---- PROVIDED INFORMATION

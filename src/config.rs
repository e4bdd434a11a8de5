//! Configuration for shimmy-relay.
//!
//! The relay is configured entirely from the process environment, read once
//! at startup into an immutable [`Config`] that is injected into the handlers.

use std::net::{Ipv4Addr, SocketAddr};

/// Environment variable holding the listen port.
pub const PORT_ENV: &str = "PORT";
/// Environment variable holding the upstream base URL.
pub const BASE_URL_ENV: &str = "SHIMMY_BASE_URL";

/// Port used when `PORT` is unset.
pub const DEFAULT_PORT: u16 = 3000;
/// Upstream used when `SHIMMY_BASE_URL` is unset.
pub const DEFAULT_BASE_URL: &str = "http://localhost:11435";

/// Root configuration structure.
#[derive(Debug, Clone, PartialEq, Eq)]
pub struct Config {
    /// Port the relay listens on (all interfaces)
    pub listen_port: u16,
    /// Base URL of the Shimmy server, without a trailing slash
    pub upstream_base_url: String,
}

impl Default for Config {
    fn default() -> Self {
        Self {
            listen_port: DEFAULT_PORT,
            upstream_base_url: DEFAULT_BASE_URL.to_string(),
        }
    }
}

impl Config {
    /// Build a config from explicit values, normalizing the base URL.
    pub fn new(
        listen_port: u16,
        upstream_base_url: impl Into<String>,
    ) -> Result<Self, ConfigError> {
        let upstream_base_url = normalize_base_url(&upstream_base_url.into())?;
        Ok(Self {
            listen_port,
            upstream_base_url,
        })
    }

    /// Load configuration from the process environment.
    pub fn from_env() -> Result<Self, ConfigError> {
        Self::from_lookup(|name| std::env::var(name).ok())
    }

    /// Load configuration using a custom variable lookup.
    ///
    /// Empty or whitespace-only values count as unset and fall back to the
    /// defaults.
    pub fn from_lookup<F>(lookup: F) -> Result<Self, ConfigError>
    where
        F: Fn(&str) -> Option<String>,
    {
        let read = |name: &str| {
            lookup(name)
                .map(|v| v.trim().to_string())
                .filter(|v| !v.is_empty())
        };

        let listen_port = match read(PORT_ENV) {
            Some(raw) => raw.parse::<u16>().map_err(|e| ConfigError::InvalidPort {
                value: raw,
                source: e,
            })?,
            None => DEFAULT_PORT,
        };

        let base_url = read(BASE_URL_ENV).unwrap_or_else(|| DEFAULT_BASE_URL.to_string());

        Self::new(listen_port, base_url)
    }

    /// Socket address the server binds to.
    pub fn listen_addr(&self) -> SocketAddr {
        SocketAddr::from((Ipv4Addr::UNSPECIFIED, self.listen_port))
    }

    /// Full upstream URL for a route path such as `/v1/models`.
    pub fn upstream_url(&self, path: &str) -> String {
        format!("{}{}", self.upstream_base_url, path)
    }
}

fn normalize_base_url(raw: &str) -> Result<String, ConfigError> {
    let trimmed = raw.trim().trim_end_matches('/');
    if !(trimmed.starts_with("http://") || trimmed.starts_with("https://")) {
        return Err(ConfigError::InvalidUpstream(raw.to_string()));
    }
    Ok(trimmed.to_string())
}

/// Configuration errors.
#[derive(Debug, thiserror::Error)]
pub enum ConfigError {
    #[error("Invalid PORT value '{value}': {source}")]
    InvalidPort {
        value: String,
        #[source]
        source: std::num::ParseIntError,
    },

    #[error("Invalid SHIMMY_BASE_URL value '{0}': expected an http:// or https:// URL")]
    InvalidUpstream(String),
}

--------

TASK STATEMENT: Retype the entries. Every line must match exactly.

SOLUTION FOR THIS EXERCISE:
filename src/config.rs
repository e4bdd434a11a8de5
//! Configuration for shimmy-relay.
//!
//! The relay is configured entirely from the process environment, read once
//! at startup into an immutable [`Config`] that is injected into the handlers.

use std::net::{Ipv4Addr, SocketAddr};

/// Environment variable holding the listen port.
pub const PORT_ENV: &str = "PORT";
/// Environment variable holding the upstream base URL.
pub const BASE_URL_ENV: &str = "SHIMMY_BASE_URL";

/// Port used when `PORT` is unset.
pub const DEFAULT_PORT: u16 = 3000;
/// Upstream used when `SHIMMY_BASE_URL` is unset.
pub const DEFAULT_BASE_URL: &str = "http://localhost:11435";

/// Root configuration structure.
#[derive(Debug, Clone, PartialEq, Eq)]
pub struct Config {
    /// Port the relay listens on (all interfaces)
    pub listen_port: u16,
    /// Base URL of the Shimmy server, without a trailing slash
    pub upstream_base_url: String,
}

impl Default for Config {
    fn default() -> Self {
        Self {
            listen_port: DEFAULT_PORT,
            upstream_base_url: DEFAULT_BASE_URL.to_string(),
        }
    }
}

impl Config {
    /// Build a config from explicit values, normalizing the base URL.
    pub fn new(
        listen_port: u16,
        upstream_base_url: impl Into<String>,
    ) -> Result<Self, ConfigError> {
        let upstream_base_url = normalize_base_url(&upstream_base_url.into())?;
        Ok(Self {
            listen_port,
            upstream_base_url,
        })
    }

    /// Load configuration from the process environment.
    pub fn from_env() -> Result<Self, ConfigError> {
        Self::from_lookup(|name| std::env::var(name).ok())
    }

    /// Load configuration using a custom variable lookup.
    ///
    /// Empty or whitespace-only values count as unset and fall back to the
    /// defaults.
    pub fn from_lookup<F>(lookup: F) -> Result<Self, ConfigError>
    where
        F: Fn(&str) -> Option<String>,
    {
        let read = |name: &str| {
            lookup(name)
                .map(|v| v.trim().to_string())
                .filter(|v| !v.is_empty())
        };

        let listen_port = match read(PORT_ENV) {
            Some(raw) => raw.parse::<u16>().map_err(|e| ConfigError::InvalidPort {
                value: raw,
                source: e,
            })?,
            None => DEFAULT_PORT,
        };

        let base_url = read(BASE_URL_ENV).unwrap_or_else(|| DEFAULT_BASE_URL.to_string());

        Self::new(listen_port, base_url)
    }

    /// Socket address the server binds to.
    pub fn listen_addr(&self) -> SocketAddr {
        SocketAddr::from((Ipv4Addr::UNSPECIFIED, self.listen_port))
    }

    /// Full upstream URL for a route path such as `/v1/models`.
    pub fn upstream_url(&self, path: &str) -> String {
        format!("{}{}", self.upstream_base_url, path)
    }
}

fn normalize_base_url(raw: &str) -> Result<String, ConfigError> {
    let trimmed = raw.trim().trim_end_matches('/');
    if !(trimmed.starts_with("http://") || trimmed.starts_with("https://")) {
        return Err(ConfigError::InvalidUpstream(raw.to_string()));
    }
    Ok(trimmed.to_string())
}

/// Configuration errors.
#[derive(Debug, thiserror::Error)]
pub enum ConfigError {
    #[error("Invalid PORT value '{value}': {source}")]
    InvalidPort {
        value: String,
        #[source]
        source: std::num::ParseIntError,
    },

    #[error("Invalid SHIMMY_BASE_URL value '{0}': expected an http:// or https:// URL")]
    InvalidUpstream(String),
}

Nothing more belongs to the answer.